### What is required
Of the entries below, restate word for word only the section that runs from the line with "Interface schema descriptors." to the line with "for (schema, value)", counting both ends.

Start of Input records

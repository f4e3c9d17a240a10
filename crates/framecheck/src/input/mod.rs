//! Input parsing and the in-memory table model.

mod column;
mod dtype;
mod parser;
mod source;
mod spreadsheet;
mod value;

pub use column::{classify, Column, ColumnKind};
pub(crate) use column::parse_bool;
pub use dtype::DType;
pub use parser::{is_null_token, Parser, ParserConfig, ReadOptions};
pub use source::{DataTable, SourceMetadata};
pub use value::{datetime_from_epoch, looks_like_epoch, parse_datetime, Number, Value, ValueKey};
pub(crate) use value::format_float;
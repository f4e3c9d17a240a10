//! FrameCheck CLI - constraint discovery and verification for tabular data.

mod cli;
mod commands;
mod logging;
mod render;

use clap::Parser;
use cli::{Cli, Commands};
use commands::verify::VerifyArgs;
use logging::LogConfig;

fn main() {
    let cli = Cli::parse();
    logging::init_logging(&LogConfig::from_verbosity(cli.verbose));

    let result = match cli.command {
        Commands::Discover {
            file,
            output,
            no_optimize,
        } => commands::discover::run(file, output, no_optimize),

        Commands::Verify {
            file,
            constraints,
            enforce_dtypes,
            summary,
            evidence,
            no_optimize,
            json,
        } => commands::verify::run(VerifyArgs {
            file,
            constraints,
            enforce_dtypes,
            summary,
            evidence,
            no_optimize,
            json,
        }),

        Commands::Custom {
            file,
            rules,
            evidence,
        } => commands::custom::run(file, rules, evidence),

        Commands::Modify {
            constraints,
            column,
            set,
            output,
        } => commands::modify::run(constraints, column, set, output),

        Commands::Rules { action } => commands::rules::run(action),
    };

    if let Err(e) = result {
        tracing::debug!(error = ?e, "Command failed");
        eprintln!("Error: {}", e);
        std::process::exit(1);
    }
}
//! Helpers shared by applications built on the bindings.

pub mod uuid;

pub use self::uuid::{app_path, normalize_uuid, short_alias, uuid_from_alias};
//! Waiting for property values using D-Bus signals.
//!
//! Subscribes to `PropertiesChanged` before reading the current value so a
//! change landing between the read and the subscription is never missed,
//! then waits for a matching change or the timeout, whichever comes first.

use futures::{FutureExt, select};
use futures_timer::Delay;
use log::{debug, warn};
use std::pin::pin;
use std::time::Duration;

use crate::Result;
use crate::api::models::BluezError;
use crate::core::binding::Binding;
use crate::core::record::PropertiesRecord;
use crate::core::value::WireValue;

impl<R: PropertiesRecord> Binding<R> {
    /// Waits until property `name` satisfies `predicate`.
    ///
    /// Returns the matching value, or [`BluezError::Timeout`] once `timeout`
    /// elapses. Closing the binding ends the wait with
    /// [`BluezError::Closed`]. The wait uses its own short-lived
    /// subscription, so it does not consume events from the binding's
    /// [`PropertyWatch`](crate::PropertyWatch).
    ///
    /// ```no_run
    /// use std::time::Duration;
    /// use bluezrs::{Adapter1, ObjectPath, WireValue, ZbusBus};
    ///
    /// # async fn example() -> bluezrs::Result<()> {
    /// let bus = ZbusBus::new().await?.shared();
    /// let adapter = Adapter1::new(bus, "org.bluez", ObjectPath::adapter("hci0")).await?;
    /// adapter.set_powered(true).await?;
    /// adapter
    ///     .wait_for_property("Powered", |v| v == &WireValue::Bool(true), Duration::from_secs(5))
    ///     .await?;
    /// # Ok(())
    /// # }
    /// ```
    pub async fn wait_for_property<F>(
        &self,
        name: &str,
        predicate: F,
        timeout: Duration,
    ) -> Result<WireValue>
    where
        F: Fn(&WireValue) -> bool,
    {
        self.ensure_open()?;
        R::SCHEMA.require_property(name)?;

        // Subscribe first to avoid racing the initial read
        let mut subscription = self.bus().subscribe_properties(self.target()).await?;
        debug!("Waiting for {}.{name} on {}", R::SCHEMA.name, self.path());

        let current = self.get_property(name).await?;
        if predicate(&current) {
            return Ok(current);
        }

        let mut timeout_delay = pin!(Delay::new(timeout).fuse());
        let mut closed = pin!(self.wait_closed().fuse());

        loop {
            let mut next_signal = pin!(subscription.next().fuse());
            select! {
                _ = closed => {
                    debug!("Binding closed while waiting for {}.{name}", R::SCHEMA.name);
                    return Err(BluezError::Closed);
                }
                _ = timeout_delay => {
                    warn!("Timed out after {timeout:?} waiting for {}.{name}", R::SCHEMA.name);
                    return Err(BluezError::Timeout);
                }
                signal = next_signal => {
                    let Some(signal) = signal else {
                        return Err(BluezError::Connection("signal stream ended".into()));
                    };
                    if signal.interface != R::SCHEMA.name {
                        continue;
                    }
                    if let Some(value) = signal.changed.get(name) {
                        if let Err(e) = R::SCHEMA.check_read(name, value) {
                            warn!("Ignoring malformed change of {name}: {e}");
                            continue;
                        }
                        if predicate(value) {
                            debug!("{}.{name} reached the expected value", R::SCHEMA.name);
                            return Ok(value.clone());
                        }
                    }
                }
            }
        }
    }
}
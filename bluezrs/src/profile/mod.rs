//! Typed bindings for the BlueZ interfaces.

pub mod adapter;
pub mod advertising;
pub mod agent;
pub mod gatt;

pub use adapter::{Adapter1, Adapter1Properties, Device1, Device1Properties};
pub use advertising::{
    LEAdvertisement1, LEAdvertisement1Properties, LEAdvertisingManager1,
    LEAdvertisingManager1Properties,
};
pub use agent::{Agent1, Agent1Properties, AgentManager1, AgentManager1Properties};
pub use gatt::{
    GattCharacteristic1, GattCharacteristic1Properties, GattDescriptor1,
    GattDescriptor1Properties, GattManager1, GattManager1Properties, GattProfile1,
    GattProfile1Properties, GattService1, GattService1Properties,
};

End of Input records
Start of Input records

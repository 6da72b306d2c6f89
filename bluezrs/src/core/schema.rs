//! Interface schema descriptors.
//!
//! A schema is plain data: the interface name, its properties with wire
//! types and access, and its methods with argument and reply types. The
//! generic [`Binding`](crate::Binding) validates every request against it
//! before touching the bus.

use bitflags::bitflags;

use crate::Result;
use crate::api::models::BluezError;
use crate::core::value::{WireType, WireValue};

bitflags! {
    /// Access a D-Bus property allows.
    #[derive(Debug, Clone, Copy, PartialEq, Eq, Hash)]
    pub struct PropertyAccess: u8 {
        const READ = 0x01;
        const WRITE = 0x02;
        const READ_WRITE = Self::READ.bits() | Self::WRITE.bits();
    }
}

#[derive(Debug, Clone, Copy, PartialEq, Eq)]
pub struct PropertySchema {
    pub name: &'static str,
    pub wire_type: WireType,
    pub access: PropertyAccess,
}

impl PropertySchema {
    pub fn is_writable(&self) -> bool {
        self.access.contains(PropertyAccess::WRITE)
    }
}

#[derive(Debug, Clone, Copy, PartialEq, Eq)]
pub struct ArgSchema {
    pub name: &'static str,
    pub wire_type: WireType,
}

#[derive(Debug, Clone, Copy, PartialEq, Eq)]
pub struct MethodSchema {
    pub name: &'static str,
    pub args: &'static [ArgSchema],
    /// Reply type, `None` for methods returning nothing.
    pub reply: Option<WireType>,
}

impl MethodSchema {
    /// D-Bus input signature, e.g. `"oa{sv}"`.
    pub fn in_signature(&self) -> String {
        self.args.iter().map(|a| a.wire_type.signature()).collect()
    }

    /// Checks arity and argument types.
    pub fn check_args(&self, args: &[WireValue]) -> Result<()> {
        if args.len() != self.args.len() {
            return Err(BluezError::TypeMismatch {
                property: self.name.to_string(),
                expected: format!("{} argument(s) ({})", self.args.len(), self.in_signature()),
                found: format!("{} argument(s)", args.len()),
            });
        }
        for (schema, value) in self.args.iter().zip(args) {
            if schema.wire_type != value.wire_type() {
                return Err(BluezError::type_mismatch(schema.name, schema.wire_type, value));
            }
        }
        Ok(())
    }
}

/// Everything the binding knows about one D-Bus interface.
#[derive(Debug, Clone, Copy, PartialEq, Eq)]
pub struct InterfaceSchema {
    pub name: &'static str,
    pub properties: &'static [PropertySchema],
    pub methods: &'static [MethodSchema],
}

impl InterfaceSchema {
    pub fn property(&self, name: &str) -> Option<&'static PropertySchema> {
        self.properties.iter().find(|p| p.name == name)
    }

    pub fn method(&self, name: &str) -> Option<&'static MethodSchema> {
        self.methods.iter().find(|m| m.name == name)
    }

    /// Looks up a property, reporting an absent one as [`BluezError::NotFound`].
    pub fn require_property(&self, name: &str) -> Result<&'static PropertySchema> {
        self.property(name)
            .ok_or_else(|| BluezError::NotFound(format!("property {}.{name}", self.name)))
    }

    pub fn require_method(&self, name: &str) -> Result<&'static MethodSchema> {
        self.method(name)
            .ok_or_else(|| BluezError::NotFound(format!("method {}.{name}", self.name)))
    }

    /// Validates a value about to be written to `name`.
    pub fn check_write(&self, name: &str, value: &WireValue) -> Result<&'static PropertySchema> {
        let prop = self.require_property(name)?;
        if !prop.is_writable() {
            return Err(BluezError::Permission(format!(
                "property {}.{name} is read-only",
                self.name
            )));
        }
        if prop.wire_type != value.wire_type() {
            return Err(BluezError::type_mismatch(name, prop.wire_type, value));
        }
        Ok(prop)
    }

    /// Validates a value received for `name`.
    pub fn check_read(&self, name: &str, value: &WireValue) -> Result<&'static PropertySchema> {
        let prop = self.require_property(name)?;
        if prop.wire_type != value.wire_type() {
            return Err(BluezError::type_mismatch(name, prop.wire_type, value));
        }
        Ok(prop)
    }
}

End of Input records

### Answer box
//! Interface schema descriptors.
//!
//! A schema is plain data: the interface name, its properties with wire
//! types and access, and its methods with argument and reply types. The
//! generic [`Binding`](crate::Binding) validates every request against it
//! before touching the bus.

use bitflags::bitflags;

use crate::Result;
use crate::api::models::BluezError;
use crate::core::value::{WireType, WireValue};

bitflags! {
    /// Access a D-Bus property allows.
    #[derive(Debug, Clone, Copy, PartialEq, Eq, Hash)]
    pub struct PropertyAccess: u8 {
        const READ = 0x01;
        const WRITE = 0x02;
        const READ_WRITE = Self::READ.bits() | Self::WRITE.bits();
    }
}

#[derive(Debug, Clone, Copy, PartialEq, Eq)]
pub struct PropertySchema {
    pub name: &'static str,
    pub wire_type: WireType,
    pub access: PropertyAccess,
}

impl PropertySchema {
    pub fn is_writable(&self) -> bool {
        self.access.contains(PropertyAccess::WRITE)
    }
}

#[derive(Debug, Clone, Copy, PartialEq, Eq)]
pub struct ArgSchema {
    pub name: &'static str,
    pub wire_type: WireType,
}

#[derive(Debug, Clone, Copy, PartialEq, Eq)]
pub struct MethodSchema {
    pub name: &'static str,
    pub args: &'static [ArgSchema],
    /// Reply type, `None` for methods returning nothing.
    pub reply: Option<WireType>,
}

impl MethodSchema {
    /// D-Bus input signature, e.g. `"oa{sv}"`.
    pub fn in_signature(&self) -> String {
        self.args.iter().map(|a| a.wire_type.signature()).collect()
    }

    /// Checks arity and argument types.
    pub fn check_args(&self, args: &[WireValue]) -> Result<()> {
        if args.len() != self.args.len() {
            return Err(BluezError::TypeMismatch {
                property: self.name.to_string(),
                expected: format!("{} argument(s) ({})", self.args.len(), self.in_signature()),
                found: format!("{} argument(s)", args.len()),
            });
        }
        for (schema, value) in self.args.iter().zip(args) {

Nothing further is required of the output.